_PROBLEM_.
Please output each entry exactly as it appears.

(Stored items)
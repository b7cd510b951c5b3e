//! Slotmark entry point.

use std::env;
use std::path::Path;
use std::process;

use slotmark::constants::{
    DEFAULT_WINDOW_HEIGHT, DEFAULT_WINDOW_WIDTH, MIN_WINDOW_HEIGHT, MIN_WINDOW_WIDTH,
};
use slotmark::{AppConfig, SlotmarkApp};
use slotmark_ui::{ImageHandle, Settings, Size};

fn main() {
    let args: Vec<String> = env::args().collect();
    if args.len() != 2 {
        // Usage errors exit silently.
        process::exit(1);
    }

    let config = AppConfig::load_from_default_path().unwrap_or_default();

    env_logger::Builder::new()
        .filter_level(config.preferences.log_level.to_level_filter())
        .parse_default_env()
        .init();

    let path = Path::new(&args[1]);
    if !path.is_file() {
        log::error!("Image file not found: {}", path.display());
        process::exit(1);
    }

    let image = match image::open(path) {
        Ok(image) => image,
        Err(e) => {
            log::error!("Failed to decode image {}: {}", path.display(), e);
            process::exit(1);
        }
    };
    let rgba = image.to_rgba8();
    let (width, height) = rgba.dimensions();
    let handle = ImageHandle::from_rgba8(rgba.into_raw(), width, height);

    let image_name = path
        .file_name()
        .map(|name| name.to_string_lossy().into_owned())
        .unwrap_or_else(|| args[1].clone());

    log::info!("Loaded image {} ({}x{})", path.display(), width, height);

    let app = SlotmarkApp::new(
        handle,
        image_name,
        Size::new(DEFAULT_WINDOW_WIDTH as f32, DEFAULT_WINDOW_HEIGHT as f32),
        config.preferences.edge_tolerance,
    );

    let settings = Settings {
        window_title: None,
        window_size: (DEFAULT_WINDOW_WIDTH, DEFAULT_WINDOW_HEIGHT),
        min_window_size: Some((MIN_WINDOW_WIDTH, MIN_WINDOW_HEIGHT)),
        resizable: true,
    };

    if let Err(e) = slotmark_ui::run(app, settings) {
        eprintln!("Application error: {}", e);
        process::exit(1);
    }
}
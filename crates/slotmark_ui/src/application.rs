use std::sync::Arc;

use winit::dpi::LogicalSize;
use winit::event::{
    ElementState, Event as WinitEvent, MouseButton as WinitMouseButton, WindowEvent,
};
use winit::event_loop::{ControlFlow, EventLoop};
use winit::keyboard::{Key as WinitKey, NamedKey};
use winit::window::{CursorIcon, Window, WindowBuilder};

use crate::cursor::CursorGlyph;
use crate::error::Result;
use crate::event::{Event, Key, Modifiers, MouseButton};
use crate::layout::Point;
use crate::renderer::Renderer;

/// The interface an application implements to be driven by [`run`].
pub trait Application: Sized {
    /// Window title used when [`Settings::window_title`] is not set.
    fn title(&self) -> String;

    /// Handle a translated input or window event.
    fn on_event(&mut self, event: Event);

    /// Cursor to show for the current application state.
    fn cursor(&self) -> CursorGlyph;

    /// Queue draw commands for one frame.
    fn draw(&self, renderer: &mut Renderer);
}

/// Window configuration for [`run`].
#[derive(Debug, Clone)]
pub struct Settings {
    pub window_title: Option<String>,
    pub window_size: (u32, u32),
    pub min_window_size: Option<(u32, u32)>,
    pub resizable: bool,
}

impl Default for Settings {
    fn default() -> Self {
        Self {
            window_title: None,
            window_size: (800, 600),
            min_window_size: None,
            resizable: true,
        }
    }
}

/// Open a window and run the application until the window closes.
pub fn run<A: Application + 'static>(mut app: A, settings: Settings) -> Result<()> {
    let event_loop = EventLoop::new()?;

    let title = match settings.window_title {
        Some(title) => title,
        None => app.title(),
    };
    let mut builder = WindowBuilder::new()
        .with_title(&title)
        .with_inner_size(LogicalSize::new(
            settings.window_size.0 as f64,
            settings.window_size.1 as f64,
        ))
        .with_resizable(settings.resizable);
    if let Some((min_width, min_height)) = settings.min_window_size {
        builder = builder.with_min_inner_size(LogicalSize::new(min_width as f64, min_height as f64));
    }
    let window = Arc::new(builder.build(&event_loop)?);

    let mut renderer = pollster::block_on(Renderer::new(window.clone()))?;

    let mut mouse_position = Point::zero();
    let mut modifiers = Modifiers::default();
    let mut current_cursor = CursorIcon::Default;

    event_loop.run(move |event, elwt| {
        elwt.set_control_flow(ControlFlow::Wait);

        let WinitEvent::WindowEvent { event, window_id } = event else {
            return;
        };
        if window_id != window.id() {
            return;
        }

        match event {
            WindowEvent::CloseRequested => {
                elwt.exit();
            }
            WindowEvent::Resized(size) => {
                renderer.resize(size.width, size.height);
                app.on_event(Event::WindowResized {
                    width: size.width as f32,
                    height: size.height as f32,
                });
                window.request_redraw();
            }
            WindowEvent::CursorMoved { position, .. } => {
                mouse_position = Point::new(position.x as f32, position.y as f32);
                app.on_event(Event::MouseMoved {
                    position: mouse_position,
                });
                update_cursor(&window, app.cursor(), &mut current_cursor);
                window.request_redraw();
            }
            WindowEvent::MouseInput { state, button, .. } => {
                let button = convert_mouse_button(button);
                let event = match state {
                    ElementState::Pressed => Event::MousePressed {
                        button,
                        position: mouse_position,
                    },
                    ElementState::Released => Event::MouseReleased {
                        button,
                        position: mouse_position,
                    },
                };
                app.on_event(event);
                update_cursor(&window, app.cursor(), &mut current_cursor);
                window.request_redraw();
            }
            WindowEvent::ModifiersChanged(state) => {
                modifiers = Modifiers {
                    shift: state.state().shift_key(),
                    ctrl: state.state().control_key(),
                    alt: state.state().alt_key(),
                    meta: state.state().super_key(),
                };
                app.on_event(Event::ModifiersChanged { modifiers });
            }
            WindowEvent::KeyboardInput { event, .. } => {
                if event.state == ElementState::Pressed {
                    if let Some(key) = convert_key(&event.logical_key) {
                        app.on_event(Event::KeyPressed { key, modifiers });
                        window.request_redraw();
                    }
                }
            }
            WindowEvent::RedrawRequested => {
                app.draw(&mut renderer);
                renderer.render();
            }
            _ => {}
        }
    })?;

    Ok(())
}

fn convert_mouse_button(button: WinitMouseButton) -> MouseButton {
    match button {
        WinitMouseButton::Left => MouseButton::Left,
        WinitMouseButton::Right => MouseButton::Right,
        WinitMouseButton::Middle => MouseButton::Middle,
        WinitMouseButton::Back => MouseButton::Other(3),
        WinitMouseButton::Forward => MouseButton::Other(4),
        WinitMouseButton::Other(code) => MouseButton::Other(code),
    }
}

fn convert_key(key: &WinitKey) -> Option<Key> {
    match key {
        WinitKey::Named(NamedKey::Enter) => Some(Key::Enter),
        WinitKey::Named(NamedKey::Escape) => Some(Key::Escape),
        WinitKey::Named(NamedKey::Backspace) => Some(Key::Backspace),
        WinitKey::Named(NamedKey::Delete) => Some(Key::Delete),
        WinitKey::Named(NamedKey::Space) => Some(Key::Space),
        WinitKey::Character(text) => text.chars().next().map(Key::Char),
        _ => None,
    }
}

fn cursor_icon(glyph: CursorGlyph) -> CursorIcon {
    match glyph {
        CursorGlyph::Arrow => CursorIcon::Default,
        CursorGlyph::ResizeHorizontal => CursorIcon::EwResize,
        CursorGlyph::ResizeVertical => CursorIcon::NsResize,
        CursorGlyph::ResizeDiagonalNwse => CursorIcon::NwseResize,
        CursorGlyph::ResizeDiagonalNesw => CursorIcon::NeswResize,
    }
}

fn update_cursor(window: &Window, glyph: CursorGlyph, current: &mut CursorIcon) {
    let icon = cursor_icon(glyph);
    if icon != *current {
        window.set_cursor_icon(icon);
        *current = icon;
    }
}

_RESPONSE AREA_.
repository b7cd510b951c5b3e
//! Slotmark entry point.

use std::env;
use std::path::Path;
use std::process;

use slotmark::constants::{
    DEFAULT_WINDOW_HEIGHT, DEFAULT_WINDOW_WIDTH, MIN_WINDOW_HEIGHT, MIN_WINDOW_WIDTH,
};
use slotmark::{AppConfig, SlotmarkApp};
use slotmark_ui::{ImageHandle, Settings, Size};

fn main() {
    let args: Vec<String> = env::args().collect();
    if args.len() != 2 {
        // Usage errors exit silently.
        process::exit(1);
    }

    let config = AppConfig::load_from_default_path().unwrap_or_default();

    env_logger::Builder::new()
        .filter_level(config.preferences.log_level.to_level_filter())
        .parse_default_env()
        .init();

    let path = Path::new(&args[1]);
    if !path.is_file() {
        log::error!("Image file not found: {}", path.display());
        process::exit(1);
    }

    let image = match image::open(path) {
        Ok(image) => image,
        Err(e) => {
            log::error!("Failed to decode image {}: {}", path.display(), e);
            process::exit(1);
        }
    };
    let rgba = image.to_rgba8();
    let (width, height) = rgba.dimensions();
    let handle = ImageHandle::from_rgba8(rgba.into_raw(), width, height);

    let image_name = path
        .file_name()
        .map(|name| name.to_string_lossy().into_owned())
        .unwrap_or_else(|| args[1].clone());

    log::info!("Loaded image {} ({}x{})", path.display(), width, height);

    let app = SlotmarkApp::new(
        handle,
        image_name,
        Size::new(DEFAULT_WINDOW_WIDTH as f32, DEFAULT_WINDOW_HEIGHT as f32),
        config.preferences.edge_tolerance,
    );

    let settings = Settings {
        window_title: None,
        window_size: (DEFAULT_WINDOW_WIDTH, DEFAULT_WINDOW_HEIGHT),
        min_window_size: Some((MIN_WINDOW_WIDTH, MIN_WINDOW_HEIGHT)),
        resizable: true,
    };

    if let Err(e) = slotmark_ui::run(app, settings) {
        eprintln!("Application error: {}", e);
        process::exit(1);
    }
}
filename crates/slotmark_ui/src/application.rs
use std::sync::Arc;

use winit::dpi::LogicalSize;
use winit::event::{
    ElementState, Event as WinitEvent, MouseButton as WinitMouseButton, WindowEvent,
};
use winit::event_loop::{ControlFlow, EventLoop};
use winit::keyboard::{Key as WinitKey, NamedKey};
use winit::window::{CursorIcon, Window, WindowBuilder};

use crate::cursor::CursorGlyph;
use crate::error::Result;
use crate::event::{Event, Key, Modifiers, MouseButton};
use crate::layout::Point;
use crate::renderer::Renderer;

/// The interface an application implements to be driven by [`run`].
pub trait Application: Sized {
    /// Window title used when [`Settings::window_title`] is not set.
    fn title(&self) -> String;

    /// Handle a translated input or window event.
    fn on_event(&mut self, event: Event);

    /// Cursor to show for the current application state.
    fn cursor(&self) -> CursorGlyph;

    /// Queue draw commands for one frame.
    fn draw(&self, renderer: &mut Renderer);
}

/// Window configuration for [`run`].
#[derive(Debug, Clone)]
pub struct Settings {
    pub window_title: Option<String>,
    pub window_size: (u32, u32),
    pub min_window_size: Option<(u32, u32)>,
    pub resizable: bool,
}

impl Default for Settings {
    fn default() -> Self {
        Self {
            window_title: None,
            window_size: (800, 600),
            min_window_size: None,
            resizable: true,
        }
    }
}

/// Open a window and run the application until the window closes.
pub fn run<A: Application + 'static>(mut app: A, settings: Settings) -> Result<()> {
    let event_loop = EventLoop::new()?;

    let title = match settings.window_title {
        Some(title) => title,
        None => app.title(),
    };
    let mut builder = WindowBuilder::new()
        .with_title(&title)
        .with_inner_size(LogicalSize::new(
            settings.window_size.0 as f64,
            settings.window_size.1 as f64,
        ))
        .with_resizable(settings.resizable);
    if let Some((min_width, min_height)) = settings.min_window_size {
        builder = builder.with_min_inner_size(LogicalSize::new(min_width as f64, min_height as f64));
    }
    let window = Arc::new(builder.build(&event_loop)?);

    let mut renderer = pollster::block_on(Renderer::new(window.clone()))?;

    let mut mouse_position = Point::zero();
    let mut modifiers = Modifiers::default();
    let mut current_cursor = CursorIcon::Default;

    event_loop.run(move |event, elwt| {
        elwt.set_control_flow(ControlFlow::Wait);

        let WinitEvent::WindowEvent { event, window_id } = event else {
            return;
        };
        if window_id != window.id() {
            return;
        }

        match event {
            WindowEvent::CloseRequested => {
                elwt.exit();
            }
            WindowEvent::Resized(size) => {
                renderer.resize(size.width, size.height);
                app.on_event(Event::WindowResized {
                    width: size.width as f32,
                    height: size.height as f32,
                });
                window.request_redraw();
            }
            WindowEvent::CursorMoved { position, .. } => {
                mouse_position = Point::new(position.x as f32, position.y as f32);
                app.on_event(Event::MouseMoved {
                    position: mouse_position,
                });
                update_cursor(&window, app.cursor(), &mut current_cursor);
                window.request_redraw();
            }
            WindowEvent::MouseInput { state, button, .. } => {
                let button = convert_mouse_button(button);
                let event = match state {
                    ElementState::Pressed => Event::MousePressed {
                        button,
                        position: mouse_position,
                    },
                    ElementState::Released => Event::MouseReleased {
                        button,
                        position: mouse_position,
                    },
                };
                app.on_event(event);
                update_cursor(&window, app.cursor(), &mut current_cursor);
                window.request_redraw();
            }
            WindowEvent::ModifiersChanged(state) => {
                modifiers = Modifiers {
                    shift: state.state().shift_key(),
                    ctrl: state.state().control_key(),
                    alt: state.state().alt_key(),
                    meta: state.state().super_key(),
                };
                app.on_event(Event::ModifiersChanged { modifiers });
            }
            WindowEvent::KeyboardInput { event, .. } => {
                if event.state == ElementState::Pressed {
                    if let Some(key) = convert_key(&event.logical_key) {
                        app.on_event(Event::KeyPressed { key, modifiers });
                        window.request_redraw();
                    }
                }
            }
            WindowEvent::RedrawRequested => {
                app.draw(&mut renderer);
                renderer.render();
            }
            _ => {}
        }
    })?;

    Ok(())
}

fn convert_mouse_button(button: WinitMouseButton) -> MouseButton {
    match button {
        WinitMouseButton::Left => MouseButton::Left,
        WinitMouseButton::Right => MouseButton::Right,
        WinitMouseButton::Middle => MouseButton::Middle,
        WinitMouseButton::Back => MouseButton::Other(3),
        WinitMouseButton::Forward => MouseButton::Other(4),
        WinitMouseButton::Other(code) => MouseButton::Other(code),
    }
}

fn convert_key(key: &WinitKey) -> Option<Key> {
    match key {
        WinitKey::Named(NamedKey::Enter) => Some(Key::Enter),
        WinitKey::Named(NamedKey::Escape) => Some(Key::Escape),
        WinitKey::Named(NamedKey::Backspace) => Some(Key::Backspace),
        WinitKey::Named(NamedKey::Delete) => Some(Key::Delete),
        WinitKey::Named(NamedKey::Space) => Some(Key::Space),
        WinitKey::Character(text) => text.chars().next().map(Key::Char),
        _ => None,
    }
}

fn cursor_icon(glyph: CursorGlyph) -> CursorIcon {
    match glyph {
        CursorGlyph::Arrow => CursorIcon::Default,
        CursorGlyph::ResizeHorizontal => CursorIcon::EwResize,
        CursorGlyph::ResizeVertical => CursorIcon::NsResize,
        CursorGlyph::ResizeDiagonalNwse => CursorIcon::NwseResize,
        CursorGlyph::ResizeDiagonalNesw => CursorIcon::NeswResize,
    }
}

fn update_cursor(window: &Window, glyph: CursorGlyph, current: &mut CursorIcon) {
    let icon = cursor_icon(glyph);
    if icon != *current {
        window.set_cursor_icon(icon);
        *current = icon;
    }
}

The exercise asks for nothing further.